Nvidia (NVDA -1.99%) is one of the hottest stocks on the market: Find me another company that grew its revenue by over 100% year over year to more than $13.5 billion. The stock has responded in kind and is up roughly 230% this year.

That kind of performance is far from common in the stock market and leads to more questions than answers. So, if you're looking for guidance on what to do with the stock, take a look at the bear and bull cases for Nvidia.

The bull case: AI is having a huge effect on Nvidia's business

Artificial intelligence (AI) is the catalyst Nvidia has been waiting for. To create an AI model, massive amounts of data must be processed, which requires the most powerful computational devices available: graphics processing units (GPUs).

Nvidia makes the market's best GPUs, and when a company builds a data center to harness AI's capabilities, it doesn't buy just one GPU, but thousands of them to multiply its capabilities.

This bodes well for Nvidia as the AI arms race begins. Since its GPUs are the starting point for many clients when building out AI capability, it is one of the first companies to benefit.

And even though the fiscal 2024 second quarter (ending July 30) was impressive, the third quarter is slated to be even more so.
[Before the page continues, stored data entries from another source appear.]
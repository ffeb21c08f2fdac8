//! Metric samples as transported from the agent to the collector.
//!
//! A [`MetricSample`] is a named value of one of two kinds:
//!
//!  - [Gauges](MetricValue::Gauge) carry an absolute `f64` value. A newer gauge replaces an older
//!    one.
//!  - [Counters](MetricValue::Counter) carry an `i64` delta. Deltas for the same name are summed.
//!
//! # Wire Format
//!
//! On the wire, samples are JSON objects with the name in `id`, the kind in `type` and exactly one
//! of `delta` (counters) or `value` (gauges):
//!
//! ```json
//! [
//!   {"id": "PollCount", "type": "counter", "delta": 5},
//!   {"id": "HeapAlloc", "type": "gauge", "value": 1934528}
//! ]
//! ```
//!
//! Samples whose declared type does not match the populated field are rejected with a
//! [`MalformedMetricError`]. The same applies to the plain text form used in request paths, see
//! [`MetricSample::parse_path`].
//!
//! # Batches
//!
//! Before a batch is sent or applied to a store, it is reduced with [`optimize`] so that every
//! name occurs at most once.
#![warn(missing_docs)]

mod batch;
mod protocol;
mod sample;

pub use self::batch::*;
pub use self::protocol::*;
pub use self::sample::*;
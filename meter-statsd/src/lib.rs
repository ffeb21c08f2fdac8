//! A high-level StatsD metric client built on cadence.
//!
//! This is how the agent and collector report on themselves. It is unrelated to the metric
//! samples the pipeline transports.
//!
//! ## Defining Metrics
//!
//! Metrics are declared by implementing [`CounterMetric`] or [`TimerMetric`] on an enum. The traits only provide a type safe name, so that a counter can
//! never be emitted as a timer.
//!
//! ## Initializing the Client
//!
//! Metrics can be used without initializing a client. In that case, the [`metric!`] macro is a
//! noop. To report to a StatsD server, call [`init`]:
//!
//! ```no_run
//! # use std::collections::BTreeMap;
//! meter_statsd::init(meter_statsd::MetricsConfig {
//!     prefix: "meter".to_owned(),
//!     host: "localhost:8125".to_owned(),
//!     buffer_size: None,
//!     default_tags: BTreeMap::new(),
//! })
//! .ok();
//! ```
//!
//! ## Macro Usage
//!
//! ```
//! use meter_statsd::{metric, CounterMetric};
//!
//! struct Requests;
//!
//! impl CounterMetric for Requests {
//!     fn name(&self) -> &'static str {
//!         "requests"
//!     }
//! }
//!
//! metric!(counter(Requests) += 1, route = "/updates/");
//! ```
use std::collections::BTreeMap;
use std::io;
use std::net::{ToSocketAddrs, UdpSocket};
use std::ops::Deref;
use std::sync::Arc;

use cadence::{BufferedUdpMetricSink, Metric, MetricBuilder, QueuingMetricSink, StatsdClient};
pub use cadence::MetricError;
use parking_lot::RwLock;
use serde::{Deserialize, Serialize};

/// Maximum number of metric events that can be queued before we start dropping them.
const METRICS_MAX_QUEUE_SIZE: usize = 100_000;

/// Client configuration object to store globally.
#[derive(Debug)]
pub struct MetricsClient {
    /// The raw statsd client.
    pub statsd_client: StatsdClient,
    /// Default tags to apply to every metric.
    pub default_tags: BTreeMap<String, String>,
}

impl Deref for MetricsClient {
    type Target = StatsdClient;

    fn deref(&self) -> &StatsdClient {
        &self.statsd_client
    }
}

impl MetricsClient {
    /// Send a metric with the default tags defined on this `MetricsClient`.
    #[inline(always)]
    pub fn send_metric<'a, T>(&'a self, mut metric: MetricBuilder<'a, '_, T>)
    where
        T: Metric + From<String>,
    {
        for (k, v) in &self.default_tags {
            metric = metric.with_tag(k, v);
        }

        if let Err(error) = metric.try_send() {
            meter_log::error!(
                error = &error as &dyn std::error::Error,
                maximum_capacity = METRICS_MAX_QUEUE_SIZE,
                "error sending a metric",
            );
        }
    }
}

/// Configuration for [`init`].
#[derive(Clone, Debug, Default, Deserialize, Serialize)]
#[serde(default)]
pub struct MetricsConfig {
    /// Prefix which is prepended to all metric names.
    pub prefix: String,
    /// Host and port of the StatsD server.
    pub host: String,
    /// Size of the UDP send buffer. Uses cadence's default if not set.
    pub buffer_size: Option<usize>,
    /// Tags that are added to all metrics.
    pub default_tags: BTreeMap<String, String>,
}

static METRICS_CLIENT: RwLock<Option<Arc<MetricsClient>>> = RwLock::new(None);

thread_local! {
    static CURRENT_CLIENT: std::cell::RefCell<Option<Arc<MetricsClient>>> = METRICS_CLIENT.read().clone().into();
}

/// Internal prelude for the macro
#[doc(hidden)]
pub mod _pred {
    pub use cadence::prelude::*;
}

/// Set a new statsd client.
pub fn set_client(client: MetricsClient) {
    *METRICS_CLIENT.write() = Some(Arc::new(client));
    CURRENT_CLIENT.with(|cell| cell.replace(METRICS_CLIENT.read().clone()));
}

/// Set a test client for the period of the called function (only affects the current thread).
pub fn with_capturing_test_client(f: impl FnOnce()) -> Vec<String> {
    let (rx, sink) = cadence::SpyMetricSink::new();
    let test_client = MetricsClient {
        statsd_client: StatsdClient::from_sink("", sink),
        default_tags: Default::default(),
    };

    CURRENT_CLIENT.with(|cell| {
        let old_client = cell.replace(Some(Arc::new(test_client)));
        f();
        cell.replace(old_client);
    });

    drain(rx)
}

fn drain(rx: crossbeam_channel::Receiver<Vec<u8>>) -> Vec<String> {
    rx.try_iter()
        .map(|x| String::from_utf8_lossy(&x).into_owned())
        .collect()
}

/// Disable the client again.
pub fn disable() {
    *METRICS_CLIENT.write() = None;
}

/// Tell the metrics system to report to statsd.
pub fn init(config: MetricsConfig) -> Result<(), MetricError> {
    let addr = config.host.to_socket_addrs()?.next().ok_or_else(|| {
        MetricError::from(io::Error::new(
            io::ErrorKind::NotFound,
            "statsd host did not resolve",
        ))
    })?;
    meter_log::info!("reporting metrics to statsd at {addr}");

    let socket = UdpSocket::bind("0.0.0.0:0")?;
    socket.set_nonblocking(true)?;

    let udp_sink = match config.buffer_size {
        Some(size) => BufferedUdpMetricSink::with_capacity(addr, socket, size)?,
        None => BufferedUdpMetricSink::from(addr, socket)?,
    };
    let queuing_sink = QueuingMetricSink::with_capacity(udp_sink, METRICS_MAX_QUEUE_SIZE);

    set_client(MetricsClient {
        statsd_client: StatsdClient::from_sink(&config.prefix, queuing_sink),
        default_tags: config.default_tags,
    });

    Ok(())
}

/// Invoke a callback with the current statsd client.
///
/// If statsd is not configured the callback is not invoked. For the most part the [`metric!`]
/// macro should be used instead.
#[inline(always)]
pub fn with_client<F, R>(f: F) -> R
where
    F: FnOnce(&MetricsClient) -> R,
    R: Default,
{
    CURRENT_CLIENT.with(|client| {
        if let Some(client) = client.borrow().as_deref() {
            f(client)
        } else {
            R::default()
        }
    })
}

/// A metric for capturing timings.
///
/// Timings are reported in milliseconds.
pub trait TimerMetric {
    /// Returns the timer metric name that will be sent to statsd.
    fn name(&self) -> &'static str;
}

/// A metric for capturing counters.
///
/// Counters are simple values incremented or decremented by a client.
pub trait CounterMetric {
    /// Returns the counter metric name that will be sent to statsd.
    fn name(&self) -> &'static str;
}

/// Emits a metric.
///
/// See [crate-level documentation](self) for examples.
#[macro_export]
macro_rules! metric {
    // counter increment
    (counter($id:expr) += $value:expr $(, $($k:ident).* = $v:expr)* $(,)?) => {
        match $value {
            value if value != 0 => {
                $crate::with_client(|client| {
                    use $crate::_pred::*;
                    client.send_metric(
                        client.count_with_tags(&$crate::CounterMetric::name(&$id), value)
                        $(.with_tag(stringify!($($k).*), $v))*
                    )
                })
            },
            _ => {},
        };
    };

    // timed block
    (timer($id:expr), $($($k:ident).* = $v:expr,)* $block:block) => {{
        let now = std::time::Instant::now();
        let rv = {$block};
        $crate::with_client(|client| {
            use $crate::_pred::*;
            client.send_metric(
                client.distribution_with_tags(
                    &$crate::TimerMetric::name(&$id),
                    now.elapsed().as_nanos() as f64 / 1e6,
                )
                $(.with_tag(stringify!($($k).*), $v))*
            )
        });
        rv
    }};
}

#[cfg(test)]
mod tests {
    use std::time::Duration;

    use cadence::{NopMetricSink, StatsdClient};

    use super::*;

    struct TestCounter;

    impl CounterMetric for TestCounter {
        fn name(&self) -> &'static str {
            "requests"
        }
    }

    struct TestTimer;

    impl TimerMetric for TestTimer {
        fn name(&self) -> &'static str {
            "flush"
        }
    }

    #[test]
    fn test_capturing_client() {
        let captures = with_capturing_test_client(|| {
            metric!(counter(TestCounter) += 2, route = "/updates/");
            metric!(counter(TestCounter) += 1);
        });

        assert_eq!(captures, ["requests:2|c|#route:/updates/", "requests:1|c"])
    }

    #[test]
    fn test_zero_counter_is_skipped() {
        let captures = with_capturing_test_client(|| {
            metric!(counter(TestCounter) += 0);
        });
        assert!(captures.is_empty());
    }

    #[test]
    fn test_timer_tags() {
        let captures = with_capturing_test_client(|| {
            metric!(timer(TestTimer), store = "file", {
                std::thread::sleep(Duration::from_millis(1));
            });
        });
        assert_eq!(captures.len(), 1);
        assert!(captures[0].starts_with("flush:"));
        assert!(captures[0].ends_with("|d|#store:file"));
    }

    #[test]
    fn test_timed_block_returns_value() {
        let mut value = 0;
        let captures = with_capturing_test_client(|| {
            value = metric!(timer(TestTimer), { 40 + 2 });
        });
        assert_eq!(value, 42);
        assert_eq!(captures.len(), 1);
        assert!(captures[0].starts_with("flush:"));
    }

    #[test]
    fn current_client_is_global_client() {
        let client1 = with_client(|c| format!("{c:?}"));
        set_client(MetricsClient {
            statsd_client: StatsdClient::from_sink("", NopMetricSink),
            default_tags: Default::default(),
        });
        let client2 = with_client(|c| format!("{c:?}"));

        assert_ne!(client1, client2);
        disable();
    }
}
Management expects revenue to be about $16 billion, for year-over-year growth of 170%.

And because Nvidia's products are in high demand, it can charge a premium for them, so its gross profit margins have drastically improved as well.

NVDA Gross Profit Margin (Quarterly) Chart

NVDA gross profit margin (quarterly) data by YCharts.

Because the company has already spent to build out its facilities and employee base, this massive revenue jump is having an even greater effect on profits. Earnings per share (EPS) were up an astounding 843% in the second quarter and should have a similar improvement in the third.

That outlook is why Nvidia's forward price-to-earnings ratio doesn't look nearly as pricey as its trailing one.

NVDA PE Ratio Chart

NVDA PE Ratio data by YCharts.

Still, forward-looking valuations rely on analyst estimates, which could be wrong. This notion leads me to my bear case.

The bear case: The AI rush is just a flash in the pan

The obvious question here is: How long will this AI-driven demand last? We've recently seen Nvidia go through a demand-and-crash cycle with GPUs dedicated to mining cryptocurrency, and while AI likely has more staying power than crypto, how many data centers really need to be built to make this a reality?

Once a company builds its AI-powering data center, will it return for seconds? Or is one enough? No one has the answer to these questions because we haven't seen the true effect AI has had on businesses. While there's a possibility it will be a real game changer, customers may be satisfied with the handful of supercomputers they have already constructed.

However, nobody knows when (or if) this will occur, so while sounding pessimistic might seem prudent, it discounts the potential of a true paradigm shift.

What should investors do with the stock? I'd say they should be careful. I think that the chances of Nvidia's revenue quickly falling off a cliff later next year after the initial AI demand is fulfilled are about equal to the chances that the buildout will take a couple of years.

Because of that, I wouldn't let Nvidia become a massive chunk of a portfolio. By taking some gains now, you're left with increased upside while also banking some of the huge profits you've made since the beginning of the year.

Nvidia is a true unknown in this market, which is part of the allure of investing in it. But investors must be vigilant with these types of stocks, as the story can shift immediately.